While political battles rage back and forth on Capitol Hill and congressman and members of the US Senate debate the relative merits of amnesty or anathema of citizenship; while economists and political scientists hurl figures into the press rolls comparing the variances in potential job growth, gross domestic product expansion, and increasing federal revenues between what “legal status” versus citizenship of 11 million undocumented immigrants will bring to the US; and while all the angry rhetoric flies off the comment reels below every op-ed piece denouncing one political party’s approach to The Immigration Problem, writer Eli Saslow in the Washington Post details how in one courtroom, immigration attorneys stand before one judge whose caseload forces him to decide a family’s fate in seven minutes.
Seven minutes doesn’t leave much time for family members of undocumented immigrants to say their prayers or immigration attorneys to present their case, but it’s all that Judge Lawrence Burman has for each of his 26 cases he hears before noon in the Arlington Immigration Court.
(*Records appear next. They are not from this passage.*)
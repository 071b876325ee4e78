pub mod credentials;
pub mod error;
pub mod generator;
pub mod interview;
pub mod transcript;
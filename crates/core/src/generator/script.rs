//! Deterministic fallback interviewer backed by fixed question banks.

use async_trait::async_trait;

use crate::error::SessionError;
use crate::generator::{GeneratedTurn, TurnContext, TurnGenerator};
use crate::interview::{ContinuationVerdict, InterviewCategory, TurnPhase};
use crate::transcript::{Role, Turn};

const HR_QUESTIONS: &[&str] = &[
    "Why are you interested in this role?",
    "Where do you see yourself in five years?",
    "What motivates you to do your best work?",
    "What kind of team environment do you work best in?",
    "Why are you looking to leave your current position?",
    "What would your previous manager say is your biggest strength?",
];

const TECHNICAL_QUESTIONS: &[&str] = &[
    "Walk me through a system you designed end to end and the trade-offs you made.",
    "How do you approach debugging a production incident under time pressure?",
    "Tell me about a time you had to make a slow service fast. What did you measure first?",
    "When would you choose consistency over availability in a distributed system?",
    "How do you decide what to test, and at which level, for a new feature?",
    "How would you design a rate limiter for a public API?",
];

const BEHAVIORAL_QUESTIONS: &[&str] = &[
    "Tell me about a time you strongly disagreed with a teammate. How did it resolve?",
    "Describe a situation where you missed a deadline. What happened afterwards?",
    "Give me an example of leading a change without having formal authority.",
    "Tell me about a failure that taught you something you still use today.",
    "Describe a time you had to deliver difficult feedback to a colleague.",
    "Tell me about a project where the requirements kept shifting under you.",
];

const WRAP_UP_LINE: &str = "We're coming up on time. Before we finish, is there anything \
     we haven't covered that you'd like me to know, or anything you'd like to ask me?";

const CLOSING_LINE: &str = "Thank you for your time today, it was a pleasure talking with \
     you. That's everything from my side; we'll be in touch about next steps. Goodbye!";

fn opening_line(category: InterviewCategory) -> &'static str {
    match category {
        InterviewCategory::Hr => {
            "Thanks for making the time today. To get us started, tell me a bit \
             about yourself and what drew you to this opportunity."
        }
        InterviewCategory::Technical => {
            "Welcome, good to meet you. Let's dive straight in: walk me through \
             your background and the technical work you're most proud of."
        }
        InterviewCategory::Behavioral => {
            "Thanks for joining. I'll be asking about concrete situations from \
             your experience today. First, tell me briefly about your current role."
        }
    }
}

fn question_bank(category: InterviewCategory) -> &'static [&'static str] {
    match category {
        InterviewCategory::Hr => HR_QUESTIONS,
        InterviewCategory::Technical => TECHNICAL_QUESTIONS,
        InterviewCategory::Behavioral => BEHAVIORAL_QUESTIONS,
    }
}

/// Question-bank interviewer. Always available, never fails, and always
/// votes to continue; the session's budget policy decides when to stop.
#[derive(Debug, Clone, Copy, Default)]
pub struct ScriptedGenerator;

impl ScriptedGenerator {
    pub fn new() -> Self {
        Self
    }

    /// Picks the scripted line for a turn without the async ceremony.
    /// The session also calls this directly when substituting for a failed
    /// generative turn.
    pub fn line_for(&self, ctx: &TurnContext) -> String {
        match ctx.phase {
            TurnPhase::Opening => opening_line(ctx.category).to_string(),
            TurnPhase::WrapUp => WRAP_UP_LINE.to_string(),
            TurnPhase::Closing => CLOSING_LINE.to_string(),
            TurnPhase::Followup => {
                let bank = question_bank(ctx.category);
                // Wraparound keeps long sessions supplied with questions.
                bank[ctx.turn_index as usize % bank.len()].to_string()
            }
        }
    }
}

#[async_trait]
impl TurnGenerator for ScriptedGenerator {
    fn name(&self) -> &'static str {
        "scripted"
    }

    fn is_available(&self) -> bool {
        true
    }

    async fn next_turn(&self, ctx: &TurnContext) -> Result<GeneratedTurn, SessionError> {
        Ok(GeneratedTurn {
            text: self.line_for(ctx),
            verdict: ContinuationVerdict::Continue,
        })
    }

    async fn closing_summary(&self, turns: &[Turn]) -> Result<String, SessionError> {
        let answered = turns.iter().filter(|t| t.role == Role::Candidate).count();
        Ok(format!(
            "Practice session complete. You answered {answered} question{plural}. \
             Read back through the transcript and look for answers that ran long \
             or stayed abstract; tightening those with a concrete example is the \
             fastest way to improve.",
            plural = if answered == 1 { "" } else { "s" }
        ))
    }
}

#[cfg(test)]
mod tests {
    use super::*;
    use crate::interview::Difficulty;

    fn ctx(phase: TurnPhase, turn_index: u32) -> TurnContext {
        TurnContext {
            category: InterviewCategory::Technical,
            difficulty: Difficulty::Mid,
            phase,
            turn_index,
            recent_turns: Vec::new(),
            profile: None,
        }
    }

    #[tokio::test]
    async fn followups_index_the_bank_with_wraparound() {
        let r#gen = ScriptedGenerator::new();
        let bank_len = TECHNICAL_QUESTIONS.len() as u32;

        let early = r#gen.next_turn(&ctx(TurnPhase::Followup, 2)).await.unwrap();
        let wrapped = r#gen
            .next_turn(&ctx(TurnPhase::Followup, 2 + bank_len))
            .await
            .unwrap();

        assert_eq!(early.text, TECHNICAL_QUESTIONS[2]);
        assert_eq!(early.text, wrapped.text);
        assert_eq!(early.verdict, ContinuationVerdict::Continue);
    }

    #[tokio::test]
    async fn phases_get_dedicated_lines() {
        let r#gen = ScriptedGenerator::new();

        let opening = r#gen.next_turn(&ctx(TurnPhase::Opening, 0)).await.unwrap();
        let wrap = r#gen.next_turn(&ctx(TurnPhase::WrapUp, 3)).await.unwrap();
        let closing = r#gen.next_turn(&ctx(TurnPhase::Closing, 4)).await.unwrap();

        assert!(opening.text.contains("Welcome"));
        assert_eq!(wrap.text, WRAP_UP_LINE);
        assert_eq!(closing.text, CLOSING_LINE);
        // Scripted output never votes to end; the budget policy does that.
        assert_eq!(wrap.verdict, ContinuationVerdict::Continue);
    }

    #[tokio::test]
    async fn summary_counts_candidate_answers() {
        let r#gen = ScriptedGenerator::new();
        let mut transcript = crate::transcript::Transcript::new();
        transcript.append(Role::Interviewer, "q1");
        transcript.append(Role::Candidate, "a1");
        transcript.append(Role::Interviewer, "q2");
        transcript.append(Role::Candidate, "a2");

        let summary = r#gen.closing_summary(transcript.all()).await.unwrap();
        assert!(summary.contains("answered 2 questions"));
    }
}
The White House and Congress are making the promises, but it is in every one of the 57 US immigration courtrooms that the decisions are made. And many of them are made through interpreters and remotely connected TV screens since the government lacks the time and resources to transport detained immigrants to their cases.
Immigration attorneys stand up before fewer than 250 judges in the country qualified to make these decisions. The judges were interviewed by a group of psychiatrists about their work in 2008, and the position was described as “impossibly stressful,” reflecting higher burnout rates than those of prison guards or physicians in busy hospitals. Since 2008 it has only gotten worse. A congressional proposal to hire 225 more immigration judges stalled in the House of Representatives last year, and nearly half of the 249 who are left will be eligible for retirement in the coming year. If all who are eligible retire, it would give an immigration attorney 3.5 minutes to present a client’s case before a judge whose caseload has just doubled.
Immigration judges hear 1,550 cases every year. Federal judges decide 440. As many as three immigration judges share one law clerk, while every federal judge has four clerks each. Immigration judges, as Saslow writes, are “scheduled to sit on the bench for 36 hours a week and listen to asylum cases that detailed people’s escapes from gangs, rapes, beheadings, human trafficking and torture; and then having to objectively ask those people for the documents, for the scars, for the proof; and then making a judgment about the character of those people, first through a video feed and then through an interpreter; and then judging the merits of their cases in the shifting landscape of immigration law; and finally taking a deep breath, synthesizing so much information, and rendering a lawful, smart, artful, confident decision on the spot, because the schedule allowed little time for reflection or written decisions before the next case began.”
So while Washington decides its political agenda, conservatives berate the mass moral turpitude of undocumented immigrants, and progressives lament the injustice of the broken system, immigration attorneys will continue to stand up before overworked judges faced with the impossible task: implementing the nation’s immigration law well.